(Saved entries)

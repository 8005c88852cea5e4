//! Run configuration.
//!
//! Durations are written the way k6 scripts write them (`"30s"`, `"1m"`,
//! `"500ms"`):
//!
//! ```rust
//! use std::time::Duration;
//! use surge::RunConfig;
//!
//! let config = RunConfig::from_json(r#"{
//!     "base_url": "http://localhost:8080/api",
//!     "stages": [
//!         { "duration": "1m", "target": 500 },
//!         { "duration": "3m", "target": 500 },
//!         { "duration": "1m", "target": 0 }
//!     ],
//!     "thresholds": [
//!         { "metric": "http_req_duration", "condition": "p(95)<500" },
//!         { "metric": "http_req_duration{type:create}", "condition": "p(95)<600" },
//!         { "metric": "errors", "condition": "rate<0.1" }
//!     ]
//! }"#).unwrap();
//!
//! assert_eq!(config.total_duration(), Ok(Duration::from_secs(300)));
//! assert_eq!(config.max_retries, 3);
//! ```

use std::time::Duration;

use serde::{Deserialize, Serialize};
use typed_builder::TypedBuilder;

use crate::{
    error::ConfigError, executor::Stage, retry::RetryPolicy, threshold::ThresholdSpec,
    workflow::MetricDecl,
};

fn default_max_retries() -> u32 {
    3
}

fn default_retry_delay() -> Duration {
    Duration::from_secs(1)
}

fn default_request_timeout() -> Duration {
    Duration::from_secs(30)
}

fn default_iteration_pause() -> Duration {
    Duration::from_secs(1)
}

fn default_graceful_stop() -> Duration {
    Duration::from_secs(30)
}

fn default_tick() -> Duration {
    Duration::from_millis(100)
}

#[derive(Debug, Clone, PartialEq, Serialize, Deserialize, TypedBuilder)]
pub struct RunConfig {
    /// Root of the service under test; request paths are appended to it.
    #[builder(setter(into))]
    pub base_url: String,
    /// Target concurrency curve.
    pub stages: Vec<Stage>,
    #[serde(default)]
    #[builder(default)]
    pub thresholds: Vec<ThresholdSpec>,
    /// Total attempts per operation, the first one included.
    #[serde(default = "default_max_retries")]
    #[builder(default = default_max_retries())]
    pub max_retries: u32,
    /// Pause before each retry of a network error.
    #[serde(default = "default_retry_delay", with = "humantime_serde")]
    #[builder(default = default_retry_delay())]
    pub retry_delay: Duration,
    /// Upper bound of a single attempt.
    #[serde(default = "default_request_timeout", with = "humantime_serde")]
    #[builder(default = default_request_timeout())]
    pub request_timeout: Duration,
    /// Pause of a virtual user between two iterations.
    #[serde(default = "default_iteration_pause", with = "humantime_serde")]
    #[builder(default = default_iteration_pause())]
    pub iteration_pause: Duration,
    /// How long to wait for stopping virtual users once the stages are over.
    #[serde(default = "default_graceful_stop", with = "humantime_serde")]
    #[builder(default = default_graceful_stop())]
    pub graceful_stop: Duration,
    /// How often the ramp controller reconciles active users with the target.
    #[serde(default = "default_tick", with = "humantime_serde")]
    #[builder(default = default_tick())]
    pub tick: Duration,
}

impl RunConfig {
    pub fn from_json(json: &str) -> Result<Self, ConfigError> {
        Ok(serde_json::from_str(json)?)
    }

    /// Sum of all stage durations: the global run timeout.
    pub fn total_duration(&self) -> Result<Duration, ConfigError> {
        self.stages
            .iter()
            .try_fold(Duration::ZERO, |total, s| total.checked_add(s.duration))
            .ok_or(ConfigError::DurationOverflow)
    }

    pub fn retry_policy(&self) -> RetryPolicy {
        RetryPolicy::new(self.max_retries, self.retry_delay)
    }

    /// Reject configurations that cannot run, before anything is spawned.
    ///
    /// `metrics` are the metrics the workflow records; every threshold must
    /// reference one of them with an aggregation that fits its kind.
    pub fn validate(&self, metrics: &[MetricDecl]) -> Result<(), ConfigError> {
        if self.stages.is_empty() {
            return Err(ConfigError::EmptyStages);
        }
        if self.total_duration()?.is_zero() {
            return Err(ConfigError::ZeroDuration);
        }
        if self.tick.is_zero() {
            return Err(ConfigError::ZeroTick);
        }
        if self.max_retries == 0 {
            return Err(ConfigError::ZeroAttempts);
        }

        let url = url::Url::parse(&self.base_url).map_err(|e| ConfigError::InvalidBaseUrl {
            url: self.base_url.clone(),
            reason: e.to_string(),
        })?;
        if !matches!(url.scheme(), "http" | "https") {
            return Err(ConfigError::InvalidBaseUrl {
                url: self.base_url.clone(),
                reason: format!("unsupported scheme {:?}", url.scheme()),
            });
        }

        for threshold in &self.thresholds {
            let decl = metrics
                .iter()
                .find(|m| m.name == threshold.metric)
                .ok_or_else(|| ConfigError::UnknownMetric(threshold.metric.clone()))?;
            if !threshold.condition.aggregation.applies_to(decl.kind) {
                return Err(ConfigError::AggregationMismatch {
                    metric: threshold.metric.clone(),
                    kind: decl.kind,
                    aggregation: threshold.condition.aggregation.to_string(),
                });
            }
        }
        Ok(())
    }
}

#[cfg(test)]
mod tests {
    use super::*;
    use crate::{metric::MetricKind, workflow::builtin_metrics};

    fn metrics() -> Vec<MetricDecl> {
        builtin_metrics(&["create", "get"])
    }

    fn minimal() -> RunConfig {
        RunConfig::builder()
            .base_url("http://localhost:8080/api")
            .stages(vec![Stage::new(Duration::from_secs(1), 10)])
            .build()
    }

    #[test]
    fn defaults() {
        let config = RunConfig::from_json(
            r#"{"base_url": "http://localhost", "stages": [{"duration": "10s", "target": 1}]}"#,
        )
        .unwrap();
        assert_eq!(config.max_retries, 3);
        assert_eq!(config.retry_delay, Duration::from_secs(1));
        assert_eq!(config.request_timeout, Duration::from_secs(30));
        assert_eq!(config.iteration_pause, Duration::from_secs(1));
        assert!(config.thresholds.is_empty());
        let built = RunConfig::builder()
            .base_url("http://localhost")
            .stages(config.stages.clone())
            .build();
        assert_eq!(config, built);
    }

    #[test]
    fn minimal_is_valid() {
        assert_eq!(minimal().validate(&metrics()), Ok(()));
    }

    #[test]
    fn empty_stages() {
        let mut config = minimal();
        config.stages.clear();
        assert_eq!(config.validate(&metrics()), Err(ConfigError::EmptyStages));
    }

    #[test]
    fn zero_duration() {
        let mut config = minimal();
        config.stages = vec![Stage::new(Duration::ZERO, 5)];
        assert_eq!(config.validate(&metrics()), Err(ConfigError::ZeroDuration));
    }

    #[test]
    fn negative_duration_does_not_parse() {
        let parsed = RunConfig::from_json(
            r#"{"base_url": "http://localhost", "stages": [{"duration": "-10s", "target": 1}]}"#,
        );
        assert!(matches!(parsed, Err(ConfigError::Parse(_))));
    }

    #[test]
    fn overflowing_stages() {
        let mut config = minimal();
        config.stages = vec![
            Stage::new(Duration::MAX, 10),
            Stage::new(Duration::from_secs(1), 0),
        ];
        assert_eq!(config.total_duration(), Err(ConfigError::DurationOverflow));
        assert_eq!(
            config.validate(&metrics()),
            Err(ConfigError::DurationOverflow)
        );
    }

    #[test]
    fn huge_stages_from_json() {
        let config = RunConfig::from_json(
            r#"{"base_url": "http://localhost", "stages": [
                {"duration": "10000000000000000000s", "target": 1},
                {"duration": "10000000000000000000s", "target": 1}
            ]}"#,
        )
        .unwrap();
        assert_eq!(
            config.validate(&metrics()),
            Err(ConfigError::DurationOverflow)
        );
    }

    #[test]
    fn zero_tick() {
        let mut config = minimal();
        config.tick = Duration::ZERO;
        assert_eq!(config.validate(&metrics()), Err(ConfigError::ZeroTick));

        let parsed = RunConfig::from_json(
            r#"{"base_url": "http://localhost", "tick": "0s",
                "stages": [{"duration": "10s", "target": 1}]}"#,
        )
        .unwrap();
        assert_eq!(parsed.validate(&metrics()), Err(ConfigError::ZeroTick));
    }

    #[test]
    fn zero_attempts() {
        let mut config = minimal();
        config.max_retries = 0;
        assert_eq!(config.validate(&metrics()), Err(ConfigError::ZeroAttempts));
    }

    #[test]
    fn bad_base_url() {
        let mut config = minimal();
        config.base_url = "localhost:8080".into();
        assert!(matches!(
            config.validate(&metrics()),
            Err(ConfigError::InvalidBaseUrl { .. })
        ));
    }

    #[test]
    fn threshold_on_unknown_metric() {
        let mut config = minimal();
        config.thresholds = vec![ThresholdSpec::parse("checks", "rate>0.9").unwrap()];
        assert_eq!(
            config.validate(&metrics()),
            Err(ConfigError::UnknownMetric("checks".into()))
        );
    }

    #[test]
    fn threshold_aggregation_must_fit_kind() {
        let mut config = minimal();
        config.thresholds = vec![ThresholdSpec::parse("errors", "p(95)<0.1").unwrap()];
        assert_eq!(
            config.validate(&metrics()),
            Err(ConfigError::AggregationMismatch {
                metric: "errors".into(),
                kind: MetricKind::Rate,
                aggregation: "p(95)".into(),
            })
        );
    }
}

# What to do
Set down only these lines, exactly: the one containing "config.tick = Duration::ZERO;" and each line after it through the end of the entries above.

# Response box
        config.tick = Duration::ZERO;
        assert_eq!(config.validate(&metrics()), Err(ConfigError::ZeroTick));

        let parsed = RunConfig::from_json(
            r#"{"base_url": "http://localhost", "tick": "0s",
                "stages": [{"duration": "10s", "target": 1}]}"#,
        )
        .unwrap();
        assert_eq!(parsed.validate(&metrics()), Err(ConfigError::ZeroTick));
    }

    #[test]
    fn zero_attempts() {
        let mut config = minimal();
        config.max_retries = 0;
        assert_eq!(config.validate(&metrics()), Err(ConfigError::ZeroAttempts));
    }

    #[test]
    fn bad_base_url() {
        let mut config = minimal();
        config.base_url = "localhost:8080".into();
        assert!(matches!(
            config.validate(&metrics()),
            Err(ConfigError::InvalidBaseUrl { .. })
        ));
    }

    #[test]
    fn threshold_on_unknown_metric() {
        let mut config = minimal();
        config.thresholds = vec![ThresholdSpec::parse("checks", "rate>0.9").unwrap()];
        assert_eq!(
            config.validate(&metrics()),
            Err(ConfigError::UnknownMetric("checks".into()))
        );
    }

    #[test]
    fn threshold_aggregation_must_fit_kind() {
        let mut config = minimal();
        config.thresholds = vec![ThresholdSpec::parse("errors", "p(95)<0.1").unwrap()];
        assert_eq!(
            config.validate(&metrics()),
            Err(ConfigError::AggregationMismatch {
                metric: "errors".into(),
                kind: MetricKind::Rate,
                aggregation: "p(95)".into(),
            })
        );
    }
}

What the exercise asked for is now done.